Hayatın Beyaz Rengini Görmek
Bir pencere var. İki kişi geliyor, sırayla pencereden dışarıya bakıyor. Hiçbir şey söylemiyorsunuz önce, sadece “Bak!” diyorsunuz. “İyi bak, ne görüyorsunuz?”
Biri: “Oooo! Amma da yağıyor, şehirdeki evleri su basmıştır şimdi!” diyor. Sonra diğeri geliyor ve o da pencereden dışarı bakıyor.
“Vay be! Bu yıl çok bereketli olacak inşALLAH!” diyor.
…
Akşam olup da evinize gidince, eşinizi yanınıza çağırınız. (Tabi ki, yemek, bulaşık ve benzeri işler bittikten sonra. Hani şu 15 – 20 dakika bile olsa baş başa oturup sohbet edeceğiniz bölüm var ya işte o zaman!”

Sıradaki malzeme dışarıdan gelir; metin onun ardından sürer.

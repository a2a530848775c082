//! Configuration file loader with multi-source merging

use super::file_config::FileConfig;
use figment::{
    Figment,
    providers::{Env, Format, Serialized, Toml},
};
use std::path::{Path, PathBuf};

const PROJECT_CONFIG_FILES: [&str; 2] = ["comparator.toml", ".comparator.toml"];
const ENV_PREFIX: &str = "COMPARATOR_";

/// Configuration loader that handles file discovery and merging
pub struct ConfigLoader;

impl ConfigLoader {
    /// Load configuration from all sources with proper priority
    ///
    /// Priority (highest to lowest):
    /// 1. `COMPARATOR_*` environment variables (`__` separates sections,
    ///    e.g. `COMPARATOR_RETRY__MAX_ATTEMPTS=5`)
    /// 2. Explicit config path (if provided)
    /// 3. Project root: `./comparator.toml` or `./.comparator.toml`
    /// 4. Global: `$XDG_CONFIG_HOME/translation-comparator/config.toml`
    /// 5. Default values
    pub fn load(config_path: Option<&PathBuf>) -> Result<FileConfig, Box<figment::Error>> {
        let mut figment = Figment::new().merge(Serialized::defaults(FileConfig::default()));

        if let Some(global_path) = Self::global_config_path()
            && global_path.exists()
        {
            figment = figment.merge(Toml::file(&global_path));
        }

        if let Some(project_path) = Self::project_config_path() {
            figment = figment.merge(Toml::file(&project_path));
        }

        if let Some(path) = config_path {
            figment = figment.merge(Toml::file(path));
        }

        figment = figment.merge(Env::prefixed(ENV_PREFIX).split("__"));

        figment.extract().map_err(Box::new)
    }

    /// Load a single file on top of the defaults, ignoring every other source
    pub fn load_file(path: &Path) -> Result<FileConfig, Box<figment::Error>> {
        Figment::new()
            .merge(Serialized::defaults(FileConfig::default()))
            .merge(Toml::file(path))
            .extract()
            .map_err(Box::new)
    }

    /// Load only default configuration (for --no-config)
    pub fn load_defaults() -> FileConfig {
        FileConfig::default()
    }

    /// Get the global config file path
    ///
    /// Returns XDG_CONFIG_HOME/translation-comparator/config.toml if set,
    /// otherwise falls back to ~/.config/translation-comparator/config.toml
    pub fn global_config_path() -> Option<PathBuf> {
        dirs::config_dir().map(|d| d.join("translation-comparator").join("config.toml"))
    }

    /// Get the project-level config file path (if it exists)
    pub fn project_config_path() -> Option<PathBuf> {
        PROJECT_CONFIG_FILES
            .iter()
            .map(PathBuf::from)
            .find(|path| path.exists())
    }

    /// Print the config file locations being used (for debugging)
    pub fn print_config_sources() {
        println!("Configuration sources (in priority order):");
        println!("  [     ] Env:     {}*", ENV_PREFIX);

        if let Some(path) = Self::project_config_path() {
            println!("  [FOUND] Project: {}", path.display());
        } else {
            println!("  [     ] Project: ./comparator.toml or ./.comparator.toml");
        }

        if let Some(path) = Self::global_config_path() {
            if path.exists() {
                println!("  [FOUND] Global:  {}", path.display());
            } else {
                println!("  [     ] Global:  {}", path.display());
            }
        }

        println!("  [     ] Default: built-in defaults");
    }
}
//! Use cases
//!
//! Application-level operations that orchestrate domain logic.

pub mod compare_providers;
pub mod governed_call;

Kahvelerinizi elinize aldıktan sonra ona sorun lütfen! “Bey / Hanım! (Soran erkek ya da bayan olabilir. Kim önce davranırsa artık!) “Bak bakalım, benim gözlerim ne renk?”
Size vereceği cevabı söyleyeyim mi?
İhtimal ya siyah diyecek, ya da kahverengi. İstisna, ela, yeşil ya da mavi… Oysaki aynı soruyu dört yaşındaki çocuğunuza sorduğunuzda alacağınız cevap, siyahla beraber, gözünüzün içindeki diğer renk (yani beyaz) olacaktır.
Hayatta sizin için yaratılmış beyazlıkları da görmek önemlidir değil mi? (Yani, hayata olumlu yönünden bakmak!)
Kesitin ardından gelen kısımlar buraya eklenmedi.